Et l'épilogue ! Merci d'avoir lu -w-

Disclaimer : Tout est à Beemoov sauf Moana et Noémie (ainsi que Charlotte !), la chanson "I'm Not a Saint" est de Billy Raffoul :)

Rating : K+


- Madame, ne courrez pas comme ça, vous allez vous blesser !

La secrétaire était derrière moi. J'étais encore bien à la bourre pour une réunion avec les collègues. On devait parler du cas d'un enfant qui n'était pas sans me rappeler celui de Nathaniel, il a dix ans de cela.

Maintenant, j'étais éducatrice et faisais tout mon possible pour redonner un espoir dans la vie de ces enfants pour qui rien n'avait été simple alors qu'ils sortaient à peine du berceau. Bon, pour le coup, je faisais surtout tout mon possible pour ne pas être plus en retard que je ne l'étais déjà.

Je passai en coup de vent dans mon bureau pour prendre des dossiers et fonçai vers les escaliers. Dans la précipitation, mes pieds s'emmêlèrent et je ne vis pas la fin des marches.

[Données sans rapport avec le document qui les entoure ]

use axum::{
    body::Body, extract::Request, http::HeaderValue, middleware::Next, response::Response,
};
use uuid::Uuid;

pub const REQUEST_ID_HEADER: &str = "x-request-id";

/// Correlation id carried through a request's extensions.
///
/// An incoming `x-request-id` header wins when it parses as a UUID, so ids
/// survive proxy hops; otherwise a fresh v4 id is minted.
#[derive(Clone, Copy, Debug)]
pub struct RequestId(pub Uuid);

impl std::fmt::Display for RequestId {
    fn fmt(&self, f: &mut std::fmt::Formatter<'_>) -> std::fmt::Result {
        self.0.fmt(f)
    }
}

/// Middleware that attaches a [`RequestId`] to the request extensions and
/// echoes it back on the response.
pub async fn propagate_request_id(mut request: Request, next: Next) -> Response {
    let id = incoming_id(&request).unwrap_or_else(|| RequestId(Uuid::new_v4()));
    request.extensions_mut().insert(id);

    let mut response = next.run(request).await;
    if let Ok(value) = HeaderValue::from_str(&id.to_string()) {
        response.headers_mut().insert(REQUEST_ID_HEADER, value);
    }
    response
}

fn incoming_id(request: &Request) -> Option<RequestId> {
    let header = request.headers().get(REQUEST_ID_HEADER)?.to_str().ok()?;
    Uuid::parse_str(header).ok().map(RequestId)
}

/// Span factory for `TraceLayer`, tagging every request span with the id.
/// Must sit inside `propagate_request_id` in the middleware stack so the
/// extension is populated first.
pub fn request_span(request: &Request<Body>) -> tracing::Span {
    let request_id = request
        .extensions()
        .get::<RequestId>()
        .map(ToString::to_string)
        .unwrap_or_else(|| "unknown".to_string());

    tracing::info_span!(
        "http_request",
        method = %request.method(),
        uri = %request.uri(),
        request_id = %request_id,
    )
}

Je fus réveillée par un « bip bip » continu et désagréable. Ma tête me faisait affreusement mal et je n'osai pas bouger. La dernière fois que j'avais eu aussi mal au crâne, c'était à l'appartement que je partageais avec Nathaniel. Nous avions fait une grande fête avec nos amis pour notre crémaière. Et disons que le lendemain n'avait jamais été aussi difficile…

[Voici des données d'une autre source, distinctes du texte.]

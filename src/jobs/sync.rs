use crate::{
    error::{AppError, AppResult},
    services::{
        providers::{Catalog, TmdbCatalog},
        sync::{update_list_with_films, SyncReport},
        users::{self, TopRatedQuery},
    },
    state::AppState,
};

/// How many unmatched titles a result log lists before truncating
const UNMATCHED_LOG_SAMPLE: usize = 5;

/// Syncs each user's top-rated films to their own TMDb list, sequentially.
///
/// Meant to run detached (spawned by the HTTP trigger or the scheduler); it
/// never returns an error, it only logs. One user's failure does not stop the
/// rest.
pub async fn run_sync_job(state: AppState, usernames: Vec<String>) {
    let config = &state.config;

    if !config.tmdb_sync_enabled {
        tracing::info!("TMDb sync is disabled (TMDB_SYNC_ENABLED=false)");
        return;
    }
    if config.tmdb_api_key.is_empty() {
        tracing::error!("TMDb API key not configured (TMDB_API_KEY)");
        return;
    }
    if config.tmdb_v4_access_token.is_empty() {
        tracing::error!("TMDb v4 access token not configured (TMDB_V4_ACCESS_TOKEN)");
        return;
    }
    if usernames.is_empty() {
        tracing::warn!("No usernames provided for TMDb sync");
        return;
    }

    tracing::info!(users = usernames.len(), "Starting TMDb sync job");

    let catalog = TmdbCatalog::new(
        config.tmdb_api_url.clone(),
        config.tmdb_api_key.clone(),
        config.tmdb_v4_access_token.clone(),
    );

    for username in &usernames {
        if let Err(error) = sync_user(&state, &catalog, username).await {
            tracing::error!(username = %username, error = %error, "Sync failed for user");
        }
    }

    tracing::info!("Completed TMDb sync job");
}

/// Syncs a single user: resolve their list, fetch their top films, replace
/// the list contents.
async fn sync_user(state: &AppState, catalog: &dyn Catalog, username: &str) -> AppResult<()> {
    tracing::info!(username = %username, "Processing user");

    let list_id = resolve_list_id(state, catalog, username).await?;

    let query = TopRatedQuery {
        limit: Some(state.config.tmdb_sync_limit),
        page: 1,
        // the limit doubles as the page size so page 1 holds everything
        page_size: state.config.tmdb_sync_limit.max(1),
        sort_by: state.config.tmdb_sync_sort_by,
        sort_order: state.config.tmdb_sync_sort_order,
    };
    let top_rated = users::top_rated_films(state.film_source.as_ref(), username, &query).await?;

    if top_rated.films.is_empty() {
        tracing::warn!(username = %username, "No top-rated films found");
        return Ok(());
    }
    tracing::info!(
        username = %username,
        films = top_rated.films.len(),
        "Fetched top-rated films"
    );

    let report = update_list_with_films(catalog, list_id, &top_rated.films, true).await;
    if report.success {
        log_sync_report(username, list_id, &report);
    } else {
        tracing::error!(username = %username, list_id, "Failed to sync films to TMDb");
    }

    Ok(())
}

/// The list id for a user: stored id first, otherwise get-or-create on the
/// catalog and persist the result.
async fn resolve_list_id(
    state: &AppState,
    catalog: &dyn Catalog,
    username: &str,
) -> AppResult<u64> {
    let stored = match state.list_store.get(username).await {
        Ok(stored) => stored,
        Err(error) => {
            tracing::warn!(username = %username, error = %error, "List store read failed");
            None
        }
    };
    if let Some(list_id) = stored {
        tracing::info!(username = %username, list_id, "Using stored TMDb list");
        return Ok(list_id);
    }

    let list_name = format!("{username}'s Top Rated Movies");
    let description =
        format!("Top-rated and liked movies from Letterboxd user {username}, automatically synced");

    let list_id = catalog
        .get_or_create_list(&list_name, &description)
        .await
        .map_err(|e| AppError::catalog("get_or_create_list", e))?
        .ok_or_else(|| AppError::ListNotFound(username.to_string()))?;

    if let Err(error) = state.list_store.set(username, list_id).await {
        tracing::warn!(username = %username, list_id, error = %error, "List store write failed");
    }

    Ok(list_id)
}

fn log_sync_report(username: &str, list_id: u64, report: &SyncReport) {
    tracing::info!(
        username = %username,
        list_id,
        total_films = report.total_films,
        matched = report.matched,
        added = report.added,
        not_matched = report.not_matched.len(),
        "Synced list"
    );

    if !report.not_matched.is_empty() {
        let sample = report
            .not_matched
            .iter()
            .take(UNMATCHED_LOG_SAMPLE)
            .cloned()
            .collect::<Vec<_>>()
            .join(", ");
        tracing::info!(films = %sample, "Films not found on TMDb");
        if report.not_matched.len() > UNMATCHED_LOG_SAMPLE {
            tracing::info!(
                more = report.not_matched.len() - UNMATCHED_LOG_SAMPLE,
                "Further unmatched films omitted from log"
            );
        }
    }
}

Mais cette fois-ci, j'avais mal partout. J'ouvris prudemment les yeux et vis que je me trouvais dans une pièce d'une blancheur immaculée.

- Qu'est-ce que je fabrique dans une chambre d'hôpital… ?

Évidemment, personne ne me répondit. Je me rappelai la réunion, la secrétaire qui me courrait après et … Ah. La chute dans les escaliers. Je comprenais mieux. Je refermai les yeux, trop éblouie, mais fus obligée de les rouvrir en entendant des éclats de voix dans le couloir.

- Laissez-moi la voir ! C'est ma femme !

La porte s'ouvrit à la volée. Nathaniel rentra à l'intérieur, plus pâle que la mort, et vint s'asseoir sur le bord du lit. Il portait encore sa robe de magistrat, étant à présent juge pour enfants, et avait dû venir ici le plus rapidement possible.

- Moana, parle-moi, est-ce que tout va bien ?, me demanda-t-il en posant une main sur ma joue.

- Oui, je crois. J'ai mal partout mais ça devrait aller, t'inquiète.

- Tu n'imagines pas la peur que j'ai eue… Qu'est-ce qui t'a pris de courir dans les escaliers, sérieusement ?

Je n'eus pas le temps de répondre qu'un médecin et une infirmière rentrèrent dans la chambre.

- Ah, vous voilà réveillée ! Tant mieux. Vous nous avez fait une belle frayeur, vous savez ? Une chute encore plus violente vous aurait fait perdre vos bébés.

- Mes quoi… ?

Des bébés… ? Mais de quels bébés parlait-il ? Où est-ce qu'il y en avait plusieurs ? En voyant mon incrédulité et le fait que Nathaniel avait l'air complètement déconnecté.

- Les jumeaux que vous portez, bien entendu. Vous ne le saviez pas ? Dans ce cas, je suis navré de vous l'avoir appris de cette manière. Cependant, nous allons devoir vous garder un petit peu pour être sûrs que tout va pour le mieux pour eux et bien évidemment pour vous. Je repasserai dans la soirée et reposez-vous bien.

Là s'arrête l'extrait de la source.